GILFORD — The Arthritis Foundation bestowed to Dr. Jonathan Lee the Major Gift Leadership Award at its annual meeting on November 22 in Nashville, Tennessee. The award is among the Arthritis Foundation's prestigious volunteer awards that honor those who have made major contributions to the Foundation's mission and values.
Dr. Lee, an Orthopaedic Specialist with Advanced Orthopaedic Specialists (AOS), a department of LRGHealthcare, secured a $1 million gift for the Arthritis Foundation to fund a grant that could revolutionize future treatment for osteoarthritis and ignite a new era in drug discovery.
The $1 million donation was given by Drs. Henry and Marsha Laufer, long-time friends of Dr. Lee who also have backgrounds in science and technology. The Laufers each have osteoarthritis (OA), and were familiar with Dr. Lee's previous research using MRI to study worsening arthritis in guinea pigs.

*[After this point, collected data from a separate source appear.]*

//! API error types with JSON responses.

use axum::{
    Json,
    http::StatusCode,
    response::{IntoResponse, Response},
};
use serde::Serialize;

use studynote_ai::AiError;
use studynote_cache::ActionError;
use studynote_store::StoreError;

/// API error that can be returned from handlers.
#[derive(Debug, thiserror::Error)]
pub enum ApiError {
    /// Bad request (400).
    #[error("bad request: {0}")]
    BadRequest(String),

    /// Not found (404).
    #[error("not found: {0}")]
    NotFound(String),

    /// Unauthorized (401).
    #[error("unauthorized: {0}")]
    Unauthorized(String),

    /// Conflict (409).
    #[error("conflict: {0}")]
    Conflict(String),

    /// Internal server error (500).
    #[error("internal error: {0}")]
    Internal(String),

    /// Note action error (validation, not-found, storage).
    #[error(transparent)]
    Action(#[from] ActionError),

    /// Store error from direct store access (auth routes).
    #[error("storage error: {0}")]
    Store(#[from] StoreError),

    /// AI backend error.
    #[error(transparent)]
    Ai(#[from] AiError),
}

impl ApiError {
    /// Get the error code string for this error.
    pub fn code(&self) -> &'static str {
        match self {
            Self::BadRequest(_) => "BAD_REQUEST",
            Self::NotFound(_) => "NOT_FOUND",
            Self::Unauthorized(_) => "UNAUTHORIZED",
            Self::Conflict(_) => "CONFLICT",
            Self::Internal(_) => "INTERNAL_ERROR",
            Self::Action(e) => match e {
                ActionError::Validation(_) => "VALIDATION_ERROR",
                ActionError::NotFound(_) => "NOT_FOUND",
                ActionError::Store(_) => "STORAGE_ERROR",
            },
            Self::Store(e) => match e {
                StoreError::NoteNotFound(_) | StoreError::UserNotFound(_) => "NOT_FOUND",
                StoreError::DuplicateEmail(_) => "EMAIL_TAKEN",
                _ => "STORAGE_ERROR",
            },
            Self::Ai(e) => match e {
                AiError::EmptyInput(_) => "BAD_REQUEST",
                AiError::MissingApiKey => "INTERNAL_ERROR",
                AiError::Parse(_) => "AI_PARSE_ERROR",
                _ => "AI_UPSTREAM_ERROR",
            },
        }
    }

    /// Get the HTTP status code for this error.
    pub fn status_code(&self) -> StatusCode {
        match self {
            Self::BadRequest(_) => StatusCode::BAD_REQUEST,
            Self::NotFound(_) => StatusCode::NOT_FOUND,
            Self::Unauthorized(_) => StatusCode::UNAUTHORIZED,
            Self::Conflict(_) => StatusCode::CONFLICT,
            Self::Internal(_) => StatusCode::INTERNAL_SERVER_ERROR,
            Self::Action(e) => match e {
                ActionError::Validation(_) => StatusCode::BAD_REQUEST,
                ActionError::NotFound(_) => StatusCode::NOT_FOUND,
                ActionError::Store(_) => StatusCode::INTERNAL_SERVER_ERROR,
            },
            Self::Store(e) => match e {
                StoreError::NoteNotFound(_) => StatusCode::NOT_FOUND,
                StoreError::UserNotFound(_) => StatusCode::NOT_FOUND,
                StoreError::DuplicateEmail(_) => StatusCode::CONFLICT,
                _ => StatusCode::INTERNAL_SERVER_ERROR,
            },
            Self::Ai(e) => match e {
                AiError::EmptyInput(_) => StatusCode::BAD_REQUEST,
                AiError::MissingApiKey => StatusCode::INTERNAL_SERVER_ERROR,
                AiError::Request(_)
                | AiError::Api { .. }
                | AiError::MalformedResponse(_)
                | AiError::Parse(_) => StatusCode::BAD_GATEWAY,
            },
        }
    }
}

/// JSON error response body.
#[derive(Debug, Serialize)]
pub struct ErrorResponse {
    /// Error details.
    pub error: ErrorDetails,
}

/// Error details within the response.
#[derive(Debug, Serialize)]
pub struct ErrorDetails {
    /// Error code (e.g., "NOT_FOUND", "VALIDATION_ERROR").
    pub code: String,
    /// Human-readable error message.
    pub message: String,
}

impl IntoResponse for ApiError {
    fn into_response(self) -> Response {
        let status = self.status_code();
        let body = ErrorResponse {
            error: ErrorDetails {
                code: self.code().to_string(),
                message: self.to_string(),
            },
        };

        (status, Json(body)).into_response()
    }
}

/// Result type for API handlers.
pub type ApiResult<T> = Result<T, ApiError>;

#[cfg(test)]
mod tests {
    use super::*;
    use studynote_core::{NoteId, ValidationError};

    #[test]
    fn validation_maps_to_bad_request() {
        let err = ApiError::Action(ActionError::Validation(ValidationError::EmptyTitle));
        assert_eq!(err.status_code(), StatusCode::BAD_REQUEST);
        assert_eq!(err.code(), "VALIDATION_ERROR");
    }

    #[test]
    fn missing_note_maps_to_not_found() {
        let err = ApiError::Action(ActionError::NotFound(NoteId::new()));
        assert_eq!(err.status_code(), StatusCode::NOT_FOUND);
        assert_eq!(err.code(), "NOT_FOUND");
    }

    #[test]
    fn duplicate_email_maps_to_conflict() {
        let err = ApiError::Store(StoreError::DuplicateEmail("a@b.c".to_string()));
        assert_eq!(err.status_code(), StatusCode::CONFLICT);
        assert_eq!(err.code(), "EMAIL_TAKEN");
    }

    #[test]
    fn ai_parse_maps_to_bad_gateway() {
        let err = ApiError::Ai(AiError::Parse("no JSON object".to_string()));
        assert_eq!(err.status_code(), StatusCode::BAD_GATEWAY);
        assert_eq!(err.code(), "AI_PARSE_ERROR");
    }

    #[test]
    fn empty_ai_input_maps_to_bad_request() {
        let err = ApiError::Ai(AiError::EmptyInput("no topic provided"));
        assert_eq!(err.status_code(), StatusCode::BAD_REQUEST);
    }
}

"It was a perfect confluence of things coming together," says Dr. Lee. "Henry and Marsha wanted to learn more about the Foundation's goals and priorities. We had this very compelling ACL initiative that dovetailed so well with my previous research and needed funding, so it was easy for me to call them and share my excitement about it."
Dr. Lee asserts that the space between the Foundation's goals and the contributions needed to achieve them shortens when there is an understanding of the potential for achievement. "We need more people who are equally willing to understand our goals, to appreciate what it will cost to achieve them, and to provide the support that will enable the subsequent, necessary steps to take place," emphasized Dr. Lee.
The study will use MRI technology to look at ACL tears in the knee, a major risk factor for developing OA, and potentially discover tools and treatments to detect and reverse OA before symptoms ever appear. This could alter the course of the disease, preventing thousands of cases of post-traumatic arthritis that are diagnosed each year.
The Arthritis Foundation is committed to raising awareness and reducing the unacceptable impact of this serious and painful disease, which can severely damage joints and rob people of living life to its fullest.